In considering the motion, we draw all reasonable inferences in the nonmovant's favor. InterVest, Inc. v. Bloomberg, L.P., 340 F.3d 144, 159-60 (3d Cir. 2003). Disagreements over what inferences may be drawn from the facts, even undisputed ones, preclude summary judgment. Ideal Dairy Farms, Inc. v. John Labatt, Ltd., 90 F.3d 737, 744 (3d Cir. 1996) (citation omitted). Credibility determinations, the drawing of inferences from facts and the weighing of evidence are matters left to the jury. In re Asbestos Prod. Liab. Litig. (No. VI), 822 F.3d 125, 135 (3d Cir. 2016) (citing Anderson v. Liberty Lobby, 477 U.S. 242, 255 (1986)).
Bare assertions, conclusory allegations or suspicions are not sufficient to defeat summary judgment. Fireman's Ins. Co. v. DuFresne, 676 F.2d 965, 969 (3d Cir. 1982). “Where the record taken as a whole could not lead a rational trier of fact to find for the non-moving party, there is no ‘genuine issue for trial.'” Gillispie v. RegionalCare Hosp. Partners Inc., 892 F.3d 585, 592 (3d Cir. 2018).
Analysis
Under the FTCA, a federal court must apply the law of the state where the tortious conduct occurred. 28 U.S.C. § 1346(b)(1). Here, the injury occurred in Minnesota. Thus, we shall apply Minnesota law.
DSF ¶ 1; PRDSF ¶ 1.
In Minnesota, the plaintiff in a medical malpractice action must establish through expert medical testimony: (1) the standard of care recognized by the medical community as applicable to the particular defendant's conduct; (2) the defendant departed from that standard; and (3) the defendant's departure from the standard caused the plaintiff's injuries. Dickhoff ex rel. Dickhoff v. Green, 836 N.W.2d 321, 329 (Minn. 2013) (quoting Plutshack v. Univ. of Minn. Hosps., 316 N.W.2d 1, 5 (Minn.1982)). Expert testimony, in most cases, is necessary to establish the relevant standard of care and the departure from that standard. Absent expert testimony, a jury could only speculate that the defendant was negligent. Atwater Creamery Co. v. W. Nat'l Mut. Ins. Co., 366 N.W.2d 271, 279 (Minn.1985) (citing Smith v. Knowles, 281 N.W.2d 653, 656 (Minn.1979)).
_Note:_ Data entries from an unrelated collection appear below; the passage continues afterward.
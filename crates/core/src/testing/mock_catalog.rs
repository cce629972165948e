//! Mock catalog store for testing.

use std::collections::BTreeMap;
use std::sync::Mutex;

use super::lock;
use crate::catalog::{CatalogError, CatalogRecord, CatalogSearchQuery, CatalogStore};

/// Mock implementation of the CatalogStore trait.
///
/// Keeps records in memory and can be told to fail the next call.
#[derive(Debug, Default)]
pub struct MockCatalogStore {
    records: Mutex<BTreeMap<i64, CatalogRecord>>,
    persist_calls: Mutex<usize>,
    next_error: Mutex<Option<CatalogError>>,
}

impl MockCatalogStore {
    pub fn new() -> Self {
        Self::default()
    }

    /// Make the next operation fail with `error`.
    pub fn fail_next(&self, error: CatalogError) {
        *lock(&self.next_error) = Some(error);
    }

    /// Everything stored, ordered by id.
    pub fn persisted(&self) -> Vec<CatalogRecord> {
        lock(&self.records).values().cloned().collect()
    }

    /// Number of `persist` calls, failed ones included.
    pub fn persist_calls(&self) -> usize {
        *lock(&self.persist_calls)
    }

    fn take_error(&self) -> Result<(), CatalogError> {
        match lock(&self.next_error).take() {
            Some(e) => Err(e),
            None => Ok(()),
        }
    }
}

impl CatalogStore for MockCatalogStore {
    fn persist(&self, records: &[CatalogRecord]) -> Result<usize, CatalogError> {
        *lock(&self.persist_calls) += 1;
        self.take_error()?;

        let mut stored = lock(&self.records);
        for record in records {
            stored.insert(record.id, record.clone());
        }
        Ok(records.len())
    }

    fn get(&self, id: i64) -> Result<CatalogRecord, CatalogError> {
        self.take_error()?;
        lock(&self.records)
            .get(&id)
            .cloned()
            .ok_or_else(|| CatalogError::NotFound(id.to_string()))
    }

    fn search(&self, query: &CatalogSearchQuery) -> Result<Vec<CatalogRecord>, CatalogError> {
        self.take_error()?;
        let needle = query.query.to_lowercase();
        Ok(lock(&self.records)
            .values()
            .filter(|r| r.display_name.to_lowercase().contains(&needle))
            .take(query.limit as usize)
            .cloned()
            .collect())
    }

    fn count(&self) -> Result<u64, CatalogError> {
        self.take_error()?;
        Ok(lock(&self.records).len() as u64)
    }
}
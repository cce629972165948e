//! Listing pagination with a freshness cutoff.

use std::sync::Arc;

use chrono::NaiveDate;
use scraper::Html;
use tracing::{debug, info};

use super::extractor::{ExtractedRecords, RecordExtractor};
use super::freshness::{FreshnessParser, MonthDayYearParser};
use super::ListingError;
use crate::catalog::CatalogRecord;
use crate::config::ListingConfig;
use crate::fetcher::PageFetcher;

/// Result of walking the listing down to the watermark.
#[derive(Debug, Clone, Default, PartialEq, Eq)]
pub struct CollectedListing {
    /// Records from every processed page, in page then document order.
    pub records: Vec<CatalogRecord>,
    /// Page count reported by the index page.
    pub total_pages: u32,
    /// Pages whose records were extracted.
    pub pages_processed: u32,
    /// First page older than the watermark, if the walk stopped there.
    pub cutoff_page: Option<u32>,
    /// Malformed entries skipped across all processed pages.
    pub skipped_entries: usize,
}

/// Outcome of looking at a single fetched page.
enum PageScan {
    Fresh {
        freshness: NaiveDate,
        extracted: ExtractedRecords,
    },
    Stale(NaiveDate),
}

/// Walks listing pages `1..=N` newest first, stopping at the first page whose
/// freshness predates the watermark.
pub struct ListingPaginator {
    fetcher: Arc<dyn PageFetcher>,
    config: ListingConfig,
    extractor: RecordExtractor,
    freshness: Box<dyn FreshnessParser>,
}

impl ListingPaginator {
    pub fn new(fetcher: Arc<dyn PageFetcher>, config: ListingConfig) -> Result<Self, ListingError> {
        let extractor = RecordExtractor::new(&config.selectors)?;
        Ok(Self {
            fetcher,
            config,
            extractor,
            freshness: Box::new(MonthDayYearParser),
        })
    }

    /// Replace the freshness parsing strategy.
    pub fn with_freshness_parser(mut self, parser: impl FreshnessParser + 'static) -> Self {
        self.freshness = Box::new(parser);
        self
    }

    /// Fetch the index page and read the total number of listing pages.
    pub async fn page_count(&self) -> Result<u32, ListingError> {
        let markup = self.fetcher.fetch_document(&self.config.index_url).await?;
        self.extractor.page_count(&markup)
    }

    /// Collect records from every page at least as fresh as `watermark`.
    ///
    /// Each call starts over from page 1. A page is taken whole or not at all.
    pub async fn collect(&self, watermark: NaiveDate) -> Result<CollectedListing, ListingError> {
        let total_pages = self.page_count().await?;
        info!(
            "Listing has {} pages, collecting entries since {}",
            total_pages, watermark
        );

        let mut collected = CollectedListing {
            total_pages,
            ..CollectedListing::default()
        };

        for page in 1..=total_pages {
            let url = self.config.page_url_for(page);
            let markup = self.fetcher.fetch_document(&url).await?;

            match self.scan_page(page, &markup, watermark)? {
                PageScan::Fresh {
                    freshness,
                    extracted,
                } => {
                    debug!(
                        "Page {}/{} dated {}: {} records",
                        page,
                        total_pages,
                        freshness,
                        extracted.records.len()
                    );
                    collected.pages_processed += 1;
                    collected.skipped_entries += extracted.skipped;
                    collected.records.extend(extracted.records);
                }
                PageScan::Stale(freshness) => {
                    info!(
                        "Page {} dated {} is older than {}, stopping",
                        page, freshness, watermark
                    );
                    collected.cutoff_page = Some(page);
                    break;
                }
            }
        }

        info!(
            "Collected {} records from {} pages",
            collected.records.len(),
            collected.pages_processed
        );
        Ok(collected)
    }

    fn scan_page(
        &self,
        page: u32,
        markup: &str,
        watermark: NaiveDate,
    ) -> Result<PageScan, ListingError> {
        let document = Html::parse_document(markup);

        // The index promised this page, so a page without a date is unreadable
        let text = self
            .extractor
            .freshness_text(&document)
            .ok_or(ListingError::Freshness {
                page,
                text: String::new(),
            })?;

        let freshness = self
            .freshness
            .parse(&text)
            .ok_or(ListingError::Freshness { page, text })?;

        if freshness < watermark {
            return Ok(PageScan::Stale(freshness));
        }

        Ok(PageScan::Fresh {
            freshness,
            extracted: self.extractor.extract_from(&document),
        })
    }
}

#[cfg(test)]
mod tests {
    use super::*;
    use crate::fetcher::FetchError;
    use crate::testing::{fixtures, MockPageFetcher};

    fn date(y: i32, m: u32, d: u32) -> NaiveDate {
        NaiveDate::from_ymd_opt(y, m, d).unwrap()
    }

    fn paginator(fetcher: &Arc<MockPageFetcher>) -> ListingPaginator {
        ListingPaginator::new(fetcher.clone(), fixtures::listing_config()).unwrap()
    }

    #[tokio::test]
    async fn test_collect_stops_at_first_stale_page() {
        let fetcher = Arc::new(MockPageFetcher::new());
        fetcher.set_index(3);
        fetcher.set_page(
            1,
            fixtures::listing_page("Dec 29, 2014", &[fixtures::entry(100, "A", "Song1")]),
        );
        fetcher.set_page(
            2,
            fixtures::listing_page("Jun 1, 2013", &[fixtures::entry(50, "B", "Old")]),
        );
        fetcher.set_page(
            3,
            fixtures::listing_page("Dec 30, 2014", &[fixtures::entry(1, "C", "Never")]),
        );

        let collected = paginator(&fetcher)
            .collect(date(2014, 1, 1))
            .await
            .unwrap();

        assert_eq!(collected.records, vec![CatalogRecord::new(100, "A", "Song1")]);
        assert_eq!(collected.total_pages, 3);
        assert_eq!(collected.pages_processed, 1);
        assert_eq!(collected.cutoff_page, Some(2));
        // Page 3 is never fetched after the stop
        assert!(!fetcher
            .requested_urls()
            .contains(&fixtures::page_url(3)));
    }

    #[tokio::test]
    async fn test_collect_includes_page_dated_on_watermark() {
        let fetcher = Arc::new(MockPageFetcher::new());
        fetcher.set_index(1);
        fetcher.set_page(
            1,
            fixtures::listing_page("Jan 1, 2014", &[fixtures::entry(9, "A", "Edge")]),
        );

        let collected = paginator(&fetcher)
            .collect(date(2014, 1, 1))
            .await
            .unwrap();

        assert_eq!(collected.records.len(), 1);
        assert_eq!(collected.cutoff_page, None);
    }

    #[tokio::test]
    async fn test_collect_all_pages_when_never_updated() {
        let fetcher = Arc::new(MockPageFetcher::new());
        fetcher.set_index(2);
        fetcher.set_page(
            1,
            fixtures::listing_page(
                "Dec 29, 2014",
                &[fixtures::entry(2, "A", "Two"), fixtures::entry(1, "A", "One")],
            ),
        );
        fetcher.set_page(
            2,
            fixtures::listing_page("Mar 3, 2008", &[fixtures::entry(3, "B", "Three")]),
        );

        let collected = paginator(&fetcher).collect(NaiveDate::MIN).await.unwrap();

        let ids: Vec<i64> = collected.records.iter().map(|r| r.id).collect();
        assert_eq!(ids, vec![2, 1, 3]);
        assert_eq!(collected.pages_processed, 2);
    }

    #[tokio::test]
    async fn test_collect_is_restartable() {
        let fetcher = Arc::new(MockPageFetcher::new());
        fetcher.set_index(1);
        fetcher.set_page(
            1,
            fixtures::listing_page("Dec 29, 2014", &[fixtures::entry(1, "A", "One")]),
        );
        let paginator = paginator(&fetcher);

        let first = paginator.collect(NaiveDate::MIN).await.unwrap();
        let second = paginator.collect(NaiveDate::MIN).await.unwrap();

        assert_eq!(first, second);
        assert_eq!(fetcher.request_count(&fixtures::page_url(1)), 2);
    }

    #[tokio::test]
    async fn test_collect_counts_skipped_entries() {
        let fetcher = Arc::new(MockPageFetcher::new());
        fetcher.set_index(1);
        fetcher.set_page(
            1,
            fixtures::listing_page(
                "Dec 29, 2014",
                &[
                    fixtures::entry(1, "A", "One"),
                    r#"<div class="beatmap"><a class="title" href="/s/">x</a><span class="artist">y</span></div>"#.to_string(),
                ],
            ),
        );

        let collected = paginator(&fetcher).collect(NaiveDate::MIN).await.unwrap();
        assert_eq!(collected.records.len(), 1);
        assert_eq!(collected.skipped_entries, 1);
    }

    #[tokio::test]
    async fn test_collect_compound_freshness() {
        let fetcher = Arc::new(MockPageFetcher::new());
        fetcher.set_index(1);
        fetcher.set_page(
            1,
            fixtures::listing_page(
                "Beatmap Pack #3 | Nov 2, 2014",
                &[fixtures::entry(1, "A", "One")],
            ),
        );

        let collected = paginator(&fetcher)
            .collect(date(2014, 11, 1))
            .await
            .unwrap();
        assert_eq!(collected.records.len(), 1);
    }

    #[tokio::test]
    async fn test_collect_unparseable_freshness_aborts() {
        let fetcher = Arc::new(MockPageFetcher::new());
        fetcher.set_index(1);
        fetcher.set_page(
            1,
            fixtures::listing_page("sometime", &[fixtures::entry(1, "A", "One")]),
        );

        let result = paginator(&fetcher).collect(NaiveDate::MIN).await;
        assert!(matches!(
            result,
            Err(ListingError::Freshness { page: 1, .. })
        ));
    }

    #[tokio::test]
    async fn test_collect_missing_freshness_with_entries_aborts() {
        let fetcher = Arc::new(MockPageFetcher::new());
        fetcher.set_index(1);
        fetcher.set_page(
            1,
            format!(
                "<html><body>{}</body></html>",
                fixtures::entry(1, "A", "One")
            ),
        );

        let result = paginator(&fetcher).collect(NaiveDate::MIN).await;
        assert!(matches!(result, Err(ListingError::Freshness { .. })));
    }

    #[tokio::test]
    async fn test_collect_unrecognized_page_aborts() {
        let fetcher = Arc::new(MockPageFetcher::new());
        fetcher.set_index(3);
        fetcher.set_page(
            1,
            r#"<html><body><div class="set"><span class="date2">Jan 5, 2015</span></div></body></html>"#
                .to_string(),
        );

        let result = paginator(&fetcher).collect(NaiveDate::MIN).await;
        assert!(matches!(
            result,
            Err(ListingError::Freshness { page: 1, .. })
        ));
    }

    #[tokio::test]
    async fn test_collect_blank_later_page_aborts() {
        let fetcher = Arc::new(MockPageFetcher::new());
        fetcher.set_index(2);
        fetcher.set_page(
            1,
            fixtures::listing_page("Dec 29, 2014", &[fixtures::entry(1, "A", "One")]),
        );
        fetcher.set_page(2, "<html><body></body></html>".to_string());

        let result = paginator(&fetcher).collect(NaiveDate::MIN).await;
        assert!(matches!(
            result,
            Err(ListingError::Freshness { page: 2, .. })
        ));
    }

    #[tokio::test]
    async fn test_collect_bad_page_count_aborts() {
        let fetcher = Arc::new(MockPageFetcher::new());
        fetcher.set_document(
            &fixtures::listing_config().index_url,
            "<html><div class=\"pagination\">loading</div></html>".to_string(),
        );

        let result = paginator(&fetcher).collect(NaiveDate::MIN).await;
        assert!(matches!(result, Err(ListingError::PageCount(_))));
    }

    #[tokio::test]
    async fn test_collect_fetch_failure_aborts() {
        let fetcher = Arc::new(MockPageFetcher::new());
        fetcher.set_index(2);
        fetcher.set_page(
            1,
            fixtures::listing_page("Dec 29, 2014", &[fixtures::entry(1, "A", "One")]),
        );
        // Page 2 is not configured: the mock answers 404

        let result = paginator(&fetcher).collect(NaiveDate::MIN).await;
        assert!(matches!(
            result,
            Err(ListingError::Fetch(FetchError::Status { status: 404, .. }))
        ));
    }

    #[tokio::test]
    async fn test_custom_freshness_parser() {
        struct IsoDates;

        impl FreshnessParser for IsoDates {
            fn parse(&self, text: &str) -> Option<NaiveDate> {
                NaiveDate::parse_from_str(text.trim(), "%Y-%m-%d").ok()
            }
        }

        let fetcher = Arc::new(MockPageFetcher::new());
        fetcher.set_index(1);
        fetcher.set_page(
            1,
            fixtures::listing_page("2014-12-29", &[fixtures::entry(1, "A", "One")]),
        );

        let collected = paginator(&fetcher)
            .with_freshness_parser(IsoDates)
            .collect(date(2014, 12, 1))
            .await
            .unwrap();
        assert_eq!(collected.records.len(), 1);
    }
}
//! Types for the beatmap set catalog.

use serde::{Deserialize, Serialize};
use thiserror::Error;

/// One beatmap set as mirrored from the listing.
#[derive(Debug, Clone, PartialEq, Eq, Serialize, Deserialize)]
pub struct CatalogRecord {
    /// Beatmap set id.
    pub id: i64,
    /// "<artist> - <title>".
    pub display_name: String,
}

impl CatalogRecord {
    pub fn new(id: i64, artist: &str, title: &str) -> Self {
        Self {
            id,
            display_name: format!("{} - {}", artist, title),
        }
    }
}

/// Query for searching the catalog.
#[derive(Debug, Clone, Serialize, Deserialize)]
pub struct CatalogSearchQuery {
    /// Search text (matched against the display name).
    pub query: String,
    /// Maximum results.
    #[serde(default = "default_limit")]
    pub limit: u32,
}

fn default_limit() -> u32 {
    100
}

/// Errors for catalog operations.
#[derive(Debug, Error)]
pub enum CatalogError {
    #[error("Database error: {0}")]
    Database(String),

    #[error("Not found: {0}")]
    NotFound(String),

    #[error("Internal error: {0}")]
    Internal(String),
}

impl From<rusqlite::Error> for CatalogError {
    fn from(e: rusqlite::Error) -> Self {
        Self::Database(e.to_string())
    }
}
Expert testimony, however, is not necessary “where the matters to be proved fall within an area of common knowledge and developing lay comprehension of medical techniques and where the results of surgical or medical treatment, viewed in the light of all the circumstances, provide a sufficient evidentiary basis to support an inference of negligence.” Hestbeck v. Hennepin Cnty., 212 N.W.2d 361, 364 (Minn. 1973) (citing Swanson v. Chatterton, 160 N.W.2d 662 (Minn. 1968)). In other words, the medical malpractice plaintiff need not prove negligence through expert testimony where the breach of the standard of care and the cause of injury are obvious and allow for no alternative finding. Atwater Creamery, 366 N.W.2d at 279. For example, no expert is needed to prove negligence “when metal clips or a sponge have been left in the body after surgery or a dentist's grinding disc has slipped and cut membranes and tissues at the base of the tongue.” Chizmadia v. Smiley's Point Clinic, 768 F.Supp. 266, 271 (D. Minn. 1991), aff'd, 965 F.2d 647 (8th Cir. 1992) (citing Miller v. Raaen, 139 N.W.2d 877, 880-81 (Minn. 1966)).
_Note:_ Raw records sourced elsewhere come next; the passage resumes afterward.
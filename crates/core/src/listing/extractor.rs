//! Markup extraction for listing pages.

use once_cell::sync::Lazy;
use regex_lite::Regex;
use scraper::{ElementRef, Html, Selector};
use thiserror::Error;
use tracing::{debug, warn};

use super::ListingError;
use crate::catalog::CatalogRecord;
use crate::config::ListingSelectors;

static TRAILING_ID: Lazy<Regex> =
    Lazy::new(|| Regex::new(r"(\d+)$").expect("trailing id pattern is valid"));

static LAST_PAGE: Lazy<Regex> =
    Lazy::new(|| Regex::new(r"(\d+)\s*Next$").expect("last page pattern is valid"));

/// Records extracted from one page.
#[derive(Debug, Clone, Default, PartialEq, Eq)]
pub struct ExtractedRecords {
    /// Records in document order.
    pub records: Vec<CatalogRecord>,
    /// Entries skipped because they were malformed.
    pub skipped: usize,
}

/// Why a single listing entry was skipped.
#[derive(Debug, Clone, PartialEq, Eq, Error)]
enum EntrySkip {
    #[error("no title element")]
    MissingTitle,
    #[error("title has no link")]
    MissingHref,
    #[error("no id at the end of {0:?}")]
    NoTrailingId(String),
    #[error("id {0} out of range")]
    IdOutOfRange(String),
    #[error("set {0} has no artist element")]
    MissingArtist(i64),
}

fn parse_selector(kind: &str, selector: &str) -> Result<Selector, ListingError> {
    Selector::parse(selector)
        .map_err(|e| ListingError::Selector(format!("invalid {} selector {:?}: {}", kind, selector, e)))
}

/// Whitespace-normalized text content of an element.
pub(crate) fn element_text(element: ElementRef<'_>) -> String {
    element
        .text()
        .flat_map(str::split_whitespace)
        .collect::<Vec<_>>()
        .join(" ")
}

/// Extracts catalog records from listing page markup.
///
/// Extraction is best effort: an entry without a numeric id, a title or an
/// artist is logged and skipped, the rest of the page is still returned.
#[derive(Debug, Clone)]
pub struct RecordExtractor {
    pagination: Selector,
    entry: Selector,
    title: Selector,
    artist: Selector,
    date: Selector,
}

impl RecordExtractor {
    /// Compile the configured selectors.
    pub fn new(selectors: &ListingSelectors) -> Result<Self, ListingError> {
        Ok(Self {
            pagination: parse_selector("pagination", &selectors.pagination)?,
            entry: parse_selector("entry", &selectors.entry)?,
            title: parse_selector("title", &selectors.title)?,
            artist: parse_selector("artist", &selectors.artist)?,
            date: parse_selector("date", &selectors.date)?,
        })
    }

    /// Extract all records from a page's markup.
    pub fn extract(&self, markup: &str) -> ExtractedRecords {
        let document = Html::parse_document(markup);
        self.extract_from(&document)
    }

    pub(crate) fn extract_from(&self, document: &Html) -> ExtractedRecords {
        let mut extracted = ExtractedRecords::default();

        for (index, entry) in document.select(&self.entry).enumerate() {
            match self.extract_entry(entry) {
                Ok(record) => extracted.records.push(record),
                Err(skip) => {
                    warn!("Skipping listing entry {}: {}", index, skip);
                    extracted.skipped += 1;
                }
            }
        }

        debug!(
            "Extracted {} records ({} skipped)",
            extracted.records.len(),
            extracted.skipped
        );
        extracted
    }

    fn extract_entry(&self, entry: ElementRef<'_>) -> Result<CatalogRecord, EntrySkip> {
        let title = entry
            .select(&self.title)
            .next()
            .ok_or(EntrySkip::MissingTitle)?;
        let href = title.value().attr("href").ok_or(EntrySkip::MissingHref)?;

        let digits = TRAILING_ID
            .captures(href.trim())
            .and_then(|caps| caps.get(1))
            .ok_or_else(|| EntrySkip::NoTrailingId(href.to_string()))?
            .as_str();
        let id: i64 = digits
            .parse()
            .map_err(|_| EntrySkip::IdOutOfRange(digits.to_string()))?;

        let artist = entry
            .select(&self.artist)
            .next()
            .map(element_text)
            .ok_or(EntrySkip::MissingArtist(id))?;

        Ok(CatalogRecord::new(id, &artist, &element_text(title)))
    }

    /// Text of the first date element on the page, if any.
    pub(crate) fn freshness_text(&self, document: &Html) -> Option<String> {
        document.select(&self.date).next().map(element_text)
    }

    /// Total page count from the index page's pagination indicator.
    ///
    /// The indicator reads like `1 2 3 ... 1523 Next`; the number right before
    /// the trailing `Next` is the last page.
    pub fn page_count(&self, markup: &str) -> Result<u32, ListingError> {
        let document = Html::parse_document(markup);
        let text = document
            .select(&self.pagination)
            .next()
            .map(element_text)
            .ok_or_else(|| ListingError::PageCount("no pagination element".to_string()))?;

        let count: Option<u32> = LAST_PAGE
            .captures(&text)
            .and_then(|caps| caps.get(1))
            .and_then(|m| m.as_str().parse().ok());
        count.ok_or(ListingError::PageCount(text))
    }
}

#[cfg(test)]
mod tests {
    use super::*;
    use crate::testing::fixtures;

    fn extractor() -> RecordExtractor {
        RecordExtractor::new(&ListingSelectors::default()).unwrap()
    }

    #[test]
    fn test_extract_entries_in_document_order() {
        let markup = fixtures::listing_page(
            "Dec 29, 2014",
            &[
                fixtures::entry(100, "Artist A", "Song One"),
                fixtures::entry(7, "Artist B", "Song Two"),
            ],
        );

        let extracted = extractor().extract(&markup);
        assert_eq!(extracted.skipped, 0);
        assert_eq!(
            extracted.records,
            vec![
                CatalogRecord::new(100, "Artist A", "Song One"),
                CatalogRecord::new(7, "Artist B", "Song Two"),
            ]
        );
        assert_eq!(extracted.records[0].display_name, "Artist A - Song One");
    }

    #[test]
    fn test_extract_skips_entry_without_trailing_id() {
        let markup = fixtures::listing_page(
            "Dec 29, 2014",
            &[
                r#"<div class="beatmap"><a class="title" href="/s/abc">Broken</a><span class="artist">X</span></div>"#
                    .to_string(),
                fixtures::entry(5, "Artist", "Fine"),
            ],
        );

        let extracted = extractor().extract(&markup);
        assert_eq!(extracted.skipped, 1);
        assert_eq!(extracted.records.len(), 1);
        assert_eq!(extracted.records[0].id, 5);
    }

    #[test]
    fn test_extract_skips_entry_without_title_or_artist() {
        let markup = fixtures::listing_page(
            "Dec 29, 2014",
            &[
                r#"<div class="beatmap"><span class="artist">No Title</span></div>"#.to_string(),
                r#"<div class="beatmap"><a class="title" href="/s/9">No Artist</a></div>"#
                    .to_string(),
                r#"<div class="beatmap"><a class="title">No Href</a><span class="artist">A</span></div>"#
                    .to_string(),
            ],
        );

        let extracted = extractor().extract(&markup);
        assert_eq!(extracted.skipped, 3);
        assert!(extracted.records.is_empty());
    }

    #[test]
    fn test_extract_skips_id_overflow() {
        let markup = fixtures::listing_page(
            "Dec 29, 2014",
            &[r#"<div class="beatmap"><a class="title" href="/s/99999999999999999999999">Big</a><span class="artist">A</span></div>"#.to_string()],
        );

        let extracted = extractor().extract(&markup);
        assert_eq!(extracted.skipped, 1);
    }

    #[test]
    fn test_extract_keeps_duplicate_ids() {
        let markup = fixtures::listing_page(
            "Dec 29, 2014",
            &[
                fixtures::entry(1, "A", "First"),
                fixtures::entry(1, "A", "Second"),
            ],
        );

        let extracted = extractor().extract(&markup);
        assert_eq!(extracted.records.len(), 2);
    }

    #[test]
    fn test_extract_normalizes_whitespace() {
        let markup = fixtures::listing_page(
            "Dec 29, 2014",
            &[r#"<div class="beatmap"><a class="title" href="/s/3">  Long
                 Title </a><span class="artist"> The <b>Band</b> </span></div>"#
                .to_string()],
        );

        let extracted = extractor().extract(&markup);
        assert_eq!(extracted.records[0].display_name, "The Band - Long Title");
    }

    #[test]
    fn test_page_count() {
        let markup = fixtures::index_page(1523);
        assert_eq!(extractor().page_count(&markup).unwrap(), 1523);
    }

    #[test]
    fn test_page_count_without_next_marker() {
        let markup = r#"<html><body><div class="pagination">1 2 3</div></body></html>"#;
        assert!(matches!(
            extractor().page_count(markup),
            Err(ListingError::PageCount(_))
        ));
    }

    #[test]
    fn test_page_count_without_pagination() {
        let markup = "<html><body><p>maintenance</p></body></html>";
        assert!(matches!(
            extractor().page_count(markup),
            Err(ListingError::PageCount(_))
        ));
    }

    #[test]
    fn test_invalid_selector() {
        let selectors = ListingSelectors {
            entry: "div[".to_string(),
            ..ListingSelectors::default()
        };
        assert!(matches!(
            RecordExtractor::new(&selectors),
            Err(ListingError::Selector(_))
        ));
    }
}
What caused the rash and hair loss four days after Petrus received the vaccines is unknown. There is no evidence that the vaccines did. Petrus has not produced lay or expert testimony linking the vaccines to the rash and hair loss. Nor has he produced evidence eliminating other possible causes. A jury could only speculate what caused the rash and hair loss. Therefore, because Petrus cannot prove his case for medical malpractice, we shall grant the defendant's motion for summary judgment.